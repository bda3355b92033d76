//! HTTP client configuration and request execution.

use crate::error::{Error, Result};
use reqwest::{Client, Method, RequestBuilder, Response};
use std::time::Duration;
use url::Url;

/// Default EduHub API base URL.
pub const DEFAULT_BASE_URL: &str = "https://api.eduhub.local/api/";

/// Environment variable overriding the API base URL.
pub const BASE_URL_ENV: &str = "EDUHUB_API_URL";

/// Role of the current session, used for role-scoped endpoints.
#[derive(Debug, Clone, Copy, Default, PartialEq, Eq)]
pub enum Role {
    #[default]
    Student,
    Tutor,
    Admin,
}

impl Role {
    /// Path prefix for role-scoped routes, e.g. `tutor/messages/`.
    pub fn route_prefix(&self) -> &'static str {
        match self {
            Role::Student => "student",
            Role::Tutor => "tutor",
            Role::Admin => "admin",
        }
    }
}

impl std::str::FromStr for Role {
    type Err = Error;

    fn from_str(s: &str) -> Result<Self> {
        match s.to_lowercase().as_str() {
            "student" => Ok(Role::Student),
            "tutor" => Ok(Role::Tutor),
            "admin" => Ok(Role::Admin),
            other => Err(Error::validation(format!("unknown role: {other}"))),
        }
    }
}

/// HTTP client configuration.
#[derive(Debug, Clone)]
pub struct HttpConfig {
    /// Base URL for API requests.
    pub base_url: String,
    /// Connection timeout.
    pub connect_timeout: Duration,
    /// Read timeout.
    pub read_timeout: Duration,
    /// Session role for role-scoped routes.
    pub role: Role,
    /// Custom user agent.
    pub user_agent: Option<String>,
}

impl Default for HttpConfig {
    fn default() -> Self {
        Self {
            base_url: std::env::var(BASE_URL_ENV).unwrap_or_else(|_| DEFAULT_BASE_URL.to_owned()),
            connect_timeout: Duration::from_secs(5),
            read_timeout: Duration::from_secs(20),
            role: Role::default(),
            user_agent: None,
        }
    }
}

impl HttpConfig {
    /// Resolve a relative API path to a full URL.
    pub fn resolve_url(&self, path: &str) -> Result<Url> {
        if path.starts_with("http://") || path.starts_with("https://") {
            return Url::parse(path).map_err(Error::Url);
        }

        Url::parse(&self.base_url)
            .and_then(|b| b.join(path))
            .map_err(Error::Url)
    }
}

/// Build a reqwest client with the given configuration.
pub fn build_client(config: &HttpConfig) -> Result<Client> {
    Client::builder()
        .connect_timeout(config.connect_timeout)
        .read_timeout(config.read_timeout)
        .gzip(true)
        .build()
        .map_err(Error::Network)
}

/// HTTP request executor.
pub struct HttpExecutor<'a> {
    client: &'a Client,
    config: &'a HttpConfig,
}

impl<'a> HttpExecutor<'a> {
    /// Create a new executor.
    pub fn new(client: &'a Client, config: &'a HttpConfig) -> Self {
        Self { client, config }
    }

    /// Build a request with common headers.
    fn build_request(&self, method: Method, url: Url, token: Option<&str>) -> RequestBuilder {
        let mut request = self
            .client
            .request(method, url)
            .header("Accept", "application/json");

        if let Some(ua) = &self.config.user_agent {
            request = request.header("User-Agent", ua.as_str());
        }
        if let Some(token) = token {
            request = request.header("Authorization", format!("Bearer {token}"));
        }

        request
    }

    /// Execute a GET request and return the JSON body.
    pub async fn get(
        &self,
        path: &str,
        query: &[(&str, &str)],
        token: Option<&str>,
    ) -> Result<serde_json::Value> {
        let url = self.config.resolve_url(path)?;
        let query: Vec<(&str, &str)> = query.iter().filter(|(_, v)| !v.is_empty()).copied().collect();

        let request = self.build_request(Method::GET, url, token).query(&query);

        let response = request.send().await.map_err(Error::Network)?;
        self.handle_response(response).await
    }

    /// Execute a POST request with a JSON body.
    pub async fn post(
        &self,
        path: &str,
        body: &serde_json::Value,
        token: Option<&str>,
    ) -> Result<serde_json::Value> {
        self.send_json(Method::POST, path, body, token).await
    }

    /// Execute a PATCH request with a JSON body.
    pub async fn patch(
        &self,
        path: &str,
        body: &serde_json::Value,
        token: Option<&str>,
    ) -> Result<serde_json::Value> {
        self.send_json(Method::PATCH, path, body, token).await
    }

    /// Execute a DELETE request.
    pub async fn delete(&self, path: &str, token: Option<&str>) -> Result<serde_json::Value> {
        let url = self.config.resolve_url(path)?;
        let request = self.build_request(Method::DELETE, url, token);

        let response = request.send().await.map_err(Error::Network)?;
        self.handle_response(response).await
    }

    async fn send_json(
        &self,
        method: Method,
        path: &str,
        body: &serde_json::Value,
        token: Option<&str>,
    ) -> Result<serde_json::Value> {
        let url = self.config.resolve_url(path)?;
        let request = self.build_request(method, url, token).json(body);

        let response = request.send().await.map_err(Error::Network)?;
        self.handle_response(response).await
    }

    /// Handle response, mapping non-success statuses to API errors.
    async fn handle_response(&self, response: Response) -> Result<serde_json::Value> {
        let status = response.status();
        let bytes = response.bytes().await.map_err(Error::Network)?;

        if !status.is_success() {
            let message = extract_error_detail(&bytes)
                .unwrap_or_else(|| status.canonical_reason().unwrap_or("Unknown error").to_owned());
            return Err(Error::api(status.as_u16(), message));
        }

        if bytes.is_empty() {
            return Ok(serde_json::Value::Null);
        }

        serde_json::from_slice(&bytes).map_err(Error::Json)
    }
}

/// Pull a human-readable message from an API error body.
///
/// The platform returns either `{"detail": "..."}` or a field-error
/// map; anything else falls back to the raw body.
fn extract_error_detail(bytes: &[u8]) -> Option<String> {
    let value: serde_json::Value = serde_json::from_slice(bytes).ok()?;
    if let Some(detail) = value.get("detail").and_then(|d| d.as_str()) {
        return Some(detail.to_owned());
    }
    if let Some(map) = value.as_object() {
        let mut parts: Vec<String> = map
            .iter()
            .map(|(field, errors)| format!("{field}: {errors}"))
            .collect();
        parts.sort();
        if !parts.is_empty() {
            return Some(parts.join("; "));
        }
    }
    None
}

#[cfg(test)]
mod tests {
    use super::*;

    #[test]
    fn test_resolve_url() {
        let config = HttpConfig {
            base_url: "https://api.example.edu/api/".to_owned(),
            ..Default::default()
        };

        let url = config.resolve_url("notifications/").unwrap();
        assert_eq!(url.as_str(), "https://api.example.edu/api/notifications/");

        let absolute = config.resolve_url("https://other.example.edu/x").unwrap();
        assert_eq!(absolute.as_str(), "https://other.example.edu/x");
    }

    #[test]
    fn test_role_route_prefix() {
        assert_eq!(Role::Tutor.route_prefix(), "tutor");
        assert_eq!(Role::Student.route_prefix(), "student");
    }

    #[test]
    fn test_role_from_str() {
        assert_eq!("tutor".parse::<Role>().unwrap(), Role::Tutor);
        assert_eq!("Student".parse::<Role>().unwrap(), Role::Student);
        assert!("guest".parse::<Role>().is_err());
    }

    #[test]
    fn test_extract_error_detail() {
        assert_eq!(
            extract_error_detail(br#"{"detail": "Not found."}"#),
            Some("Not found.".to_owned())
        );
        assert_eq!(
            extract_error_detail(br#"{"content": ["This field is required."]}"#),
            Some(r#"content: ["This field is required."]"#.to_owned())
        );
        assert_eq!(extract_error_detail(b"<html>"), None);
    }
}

-*-*-

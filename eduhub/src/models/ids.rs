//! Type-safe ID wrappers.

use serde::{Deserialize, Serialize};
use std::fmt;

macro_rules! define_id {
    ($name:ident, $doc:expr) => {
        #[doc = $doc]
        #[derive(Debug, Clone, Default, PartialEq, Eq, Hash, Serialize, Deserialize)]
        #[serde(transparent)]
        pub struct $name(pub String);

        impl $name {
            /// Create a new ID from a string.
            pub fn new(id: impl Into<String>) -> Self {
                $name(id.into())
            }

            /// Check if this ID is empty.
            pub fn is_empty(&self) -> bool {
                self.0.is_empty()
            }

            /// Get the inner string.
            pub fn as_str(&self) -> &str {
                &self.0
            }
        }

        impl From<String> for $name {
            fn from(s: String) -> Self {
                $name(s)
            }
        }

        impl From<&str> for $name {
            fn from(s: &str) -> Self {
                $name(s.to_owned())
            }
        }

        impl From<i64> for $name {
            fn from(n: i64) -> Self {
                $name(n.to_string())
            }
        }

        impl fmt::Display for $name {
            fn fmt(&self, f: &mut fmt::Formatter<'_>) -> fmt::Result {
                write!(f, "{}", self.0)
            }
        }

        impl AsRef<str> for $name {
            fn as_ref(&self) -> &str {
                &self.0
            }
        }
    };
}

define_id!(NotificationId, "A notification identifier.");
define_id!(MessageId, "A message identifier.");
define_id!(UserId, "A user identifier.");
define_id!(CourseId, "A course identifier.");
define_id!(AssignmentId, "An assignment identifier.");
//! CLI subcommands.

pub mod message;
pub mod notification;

-*-*-

**Problem to work on**
Both the line containing "($name:ident, $doc:expr) =>" and the line containing "fn from(s: &str)" belong in the answer. Print them and every line above that falls between them exactly, and no others.

**Worked solution**
    ($name:ident, $doc:expr) => {
        #[doc = $doc]
        #[derive(Debug, Clone, Default, PartialEq, Eq, Hash, Serialize, Deserialize)]
        #[serde(transparent)]
        pub struct $name(pub String);

        impl $name {
            /// Create a new ID from a string.
            pub fn new(id: impl Into<String>) -> Self {
                $name(id.into())
            }

            /// Check if this ID is empty.
            pub fn is_empty(&self) -> bool {
                self.0.is_empty()
            }

            /// Get the inner string.
            pub fn as_str(&self) -> &str {
                &self.0
            }
        }

        impl From<String> for $name {
            fn from(s: String) -> Self {
                $name(s)
            }
        }

        impl From<&str> for $name {
            fn from(s: &str) -> Self {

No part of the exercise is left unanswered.